[Assignment]: Provide the number of lines in the records that hold the string "issues", without any other words.

Saved entries
===
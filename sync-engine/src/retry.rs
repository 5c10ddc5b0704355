//! Retry executor.
//!
//! Runs an async operation under a [`Backoff`], sleeping between attempts.
//! The backoff is only advanced here, never reset: the caller resets it once
//! the whole unit of work has succeeded.

use std::fmt::Display;
use std::future::Future;
use sync_core::{Backoff, RetryDecision};

/// Run `op` until it succeeds or the backoff gives up.
///
/// Every failure is logged with the computed delay. When a bounded budget is
/// exhausted the last error is returned.
pub async fn execute<T, E, F, Fut>(backoff: &mut Backoff, label: &str, mut op: F) -> Result<T, E>
where
    F: FnMut() -> Fut,
    Fut: Future<Output = Result<T, E>>,
    E: Display,
{
    loop {
        let error = match op().await {
            Ok(value) => return Ok(value),
            Err(error) => error,
        };

        match backoff.on_failure() {
            RetryDecision::Retry { attempt, delay } => {
                tracing::warn!(
                    operation = label,
                    attempt,
                    delay_ms = delay.as_millis() as u64,
                    error = %error,
                    "Attempt failed, retrying"
                );
                tokio::time::sleep(delay).await;
            }
            RetryDecision::GiveUp { attempts } => {
                tracing::error!(
                    operation = label,
                    attempts,
                    error = %error,
                    "Giving up"
                );
                return Err(error);
            }
        }
    }
}
//! Error types for sync-store.

/// Storage layer errors.
///
/// These are never swallowed: a failing statement may mean a persistence
/// invariant no longer holds.
#[derive(Debug, thiserror::Error)]
pub enum StoreError {
    /// Database error.
    #[error("database error: {0}")]
    Database(#[from] sqlx::Error),

    /// A stored row cannot be turned back into a record.
    #[error("corrupt {table} row {id}: {reason}")]
    Corrupt {
        /// Table the row lives in.
        table: &'static str,
        /// Primary key of the row.
        id: i64,
        /// What failed to decode.
        reason: String,
    },

    /// A write batch is inconsistent with its arguments.
    #[error("invalid batch: {0}")]
    InvalidBatch(String),

    /// Label set could not be encoded.
    #[error("label encoding failed: {0}")]
    Encoding(#[from] serde_json::Error),
}

/// Result type alias for storage operations.
pub type StorageResult<T> = std::result::Result<T, StoreError>;
//! Issue and comment records.
//!
//! Two shapes exist for each record kind:
//! - `Remote*` mirrors the JSON the tracker returns and is only used at the
//!   fetch boundary.
//! - [`Issue`] / [`Comment`] are validated and scoped to a repository; these are
//!   what the store persists and the query surface returns.

use crate::{CommentId, IssueId, RecordError, RepoScope};
use chrono::{DateTime, Utc};
use serde::{Deserialize, Serialize};

/// Login recorded when the remote reports no author (deleted account).
pub const GHOST_LOGIN: &str = "ghost";

/// A user reference as sent by the tracker.
#[derive(Debug, Clone, PartialEq, Eq, Deserialize)]
pub struct RemoteUser {
    /// Account login.
    pub login: String,
}

/// A label as sent by the tracker: either a full label object or a bare name.
#[derive(Debug, Clone, PartialEq, Eq, Deserialize)]
#[serde(untagged)]
pub enum RemoteLabel {
    /// Label object; only the name is kept.
    Object {
        /// Label name.
        name: String,
    },
    /// Bare label name.
    Name(String),
}

impl RemoteLabel {
    /// The label's display name.
    pub fn name(&self) -> &str {
        match self {
            Self::Object { name } | Self::Name(name) => name,
        }
    }
}

/// An issue exactly as the tracker's issues endpoint returns it.
#[derive(Debug, Clone, Deserialize)]
pub struct RemoteIssue {
    /// Stable id.
    pub id: i64,
    /// Human-facing number within the repository.
    pub number: i64,
    /// Title.
    pub title: String,
    /// Body; null for issues opened without a description.
    #[serde(default)]
    pub body: Option<String>,
    /// "open" or "closed".
    pub state: String,
    /// Labels attached to the issue.
    #[serde(default)]
    pub labels: Vec<RemoteLabel>,
    /// Opening author.
    #[serde(default)]
    pub user: Option<RemoteUser>,
    /// Current assignee.
    #[serde(default)]
    pub assignee: Option<RemoteUser>,
    /// Number of comments on the remote.
    #[serde(default)]
    pub comments: u32,
    /// Creation time.
    pub created_at: DateTime<Utc>,
    /// Last update time.
    pub updated_at: DateTime<Utc>,
    /// Close time.
    #[serde(default)]
    pub closed_at: Option<DateTime<Utc>>,
    /// Present (with any content) when the issue is a pull request.
    #[serde(default)]
    pub pull_request: Option<serde_json::Value>,
}

impl RemoteIssue {
    /// Decode one element of an issues page.
    pub fn from_value(value: serde_json::Value) -> Result<Self, RecordError> {
        serde_json::from_value(value).map_err(|source| RecordError::Malformed {
            kind: "issue",
            source,
        })
    }

    /// Validate and scope this issue to a repository.
    pub fn into_issue(self, repository: &RepoScope) -> Result<Issue, RecordError> {
        let invalid = |reason: &str| RecordError::InvalidField {
            kind: "issue",
            id: self.id,
            reason: reason.to_string(),
        };
        if self.id <= 0 {
            return Err(invalid("id must be positive"));
        }
        if self.number <= 0 {
            return Err(invalid("number must be positive"));
        }
        if self.state.is_empty() {
            return Err(invalid("state is empty"));
        }

        Ok(Issue {
            id: IssueId::new(self.id),
            number: self.number,
            title: self.title,
            body: self.body.unwrap_or_default(),
            state: self.state,
            labels: self.labels.iter().map(|l| l.name().to_string()).collect(),
            assignee: self.assignee.map(|u| u.login),
            author: self
                .user
                .map(|u| u.login)
                .unwrap_or_else(|| GHOST_LOGIN.to_string()),
            comment_count: self.comments,
            created_at: self.created_at,
            updated_at: self.updated_at,
            closed_at: self.closed_at,
            repository: repository.clone(),
            is_pull_request: self.pull_request.is_some(),
        })
    }
}

/// A comment exactly as the tracker's issue-comments endpoint returns it.
#[derive(Debug, Clone, Deserialize)]
pub struct RemoteComment {
    /// Stable id.
    pub id: i64,
    /// Comment text.
    #[serde(default)]
    pub body: Option<String>,
    /// Author.
    #[serde(default)]
    pub user: Option<RemoteUser>,
    /// Creation time.
    pub created_at: DateTime<Utc>,
    /// Last edit time.
    pub updated_at: DateTime<Utc>,
    /// API URL of the issue the comment belongs to.
    #[serde(default)]
    pub issue_url: Option<String>,
}

impl RemoteComment {
    /// Decode one element of a comments page.
    pub fn from_value(value: serde_json::Value) -> Result<Self, RecordError> {
        serde_json::from_value(value).map_err(|source| RecordError::Malformed {
            kind: "comment",
            source,
        })
    }

    /// Validate this comment against the issue it was fetched for.
    pub fn into_comment(self, issue: &Issue) -> Result<Comment, RecordError> {
        let invalid = |reason: String| RecordError::InvalidField {
            kind: "comment",
            id: self.id,
            reason,
        };
        if self.id <= 0 {
            return Err(invalid("id must be positive".into()));
        }
        if let Some(url) = &self.issue_url {
            let suffix = format!("/issues/{}", issue.number);
            if !url.ends_with(&suffix) {
                return Err(invalid(format!(
                    "belongs to {url}, expected issue #{}",
                    issue.number
                )));
            }
        }

        Ok(Comment {
            id: CommentId::new(self.id),
            issue_id: issue.id,
            body: self.body.unwrap_or_default(),
            author: self
                .user
                .map(|u| u.login)
                .unwrap_or_else(|| GHOST_LOGIN.to_string()),
            created_at: self.created_at,
            updated_at: self.updated_at,
            repository: issue.repository.clone(),
        })
    }
}

/// An issue as mirrored in the local store.
#[derive(Debug, Clone, PartialEq, Eq, Serialize, Deserialize)]
pub struct Issue {
    /// Stable remote id (primary key).
    pub id: IssueId,
    /// Human-facing number, unique per repository.
    pub number: i64,
    /// Title.
    pub title: String,
    /// Body (empty when the remote has none).
    pub body: String,
    /// "open" or "closed".
    pub state: String,
    /// Label names.
    pub labels: Vec<String>,
    /// Assignee login.
    pub assignee: Option<String>,
    /// Author login.
    pub author: String,
    /// Remote comment count at fetch time.
    pub comment_count: u32,
    /// Creation time.
    pub created_at: DateTime<Utc>,
    /// Last update time.
    pub updated_at: DateTime<Utc>,
    /// Close time.
    pub closed_at: Option<DateTime<Utc>>,
    /// Scope key.
    pub repository: RepoScope,
    /// Whether the remote lists this issue as a pull request.
    pub is_pull_request: bool,
}

/// A comment as mirrored in the local store.
#[derive(Debug, Clone, PartialEq, Eq, Serialize, Deserialize)]
pub struct Comment {
    /// Stable remote id (primary key).
    pub id: CommentId,
    /// Issue this comment belongs to.
    pub issue_id: IssueId,
    /// Comment text.
    pub body: String,
    /// Author login.
    pub author: String,
    /// Creation time.
    pub created_at: DateTime<Utc>,
    /// Last edit time.
    pub updated_at: DateTime<Utc>,
    /// Scope key.
    pub repository: RepoScope,
}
===
[Exercise answer]: 4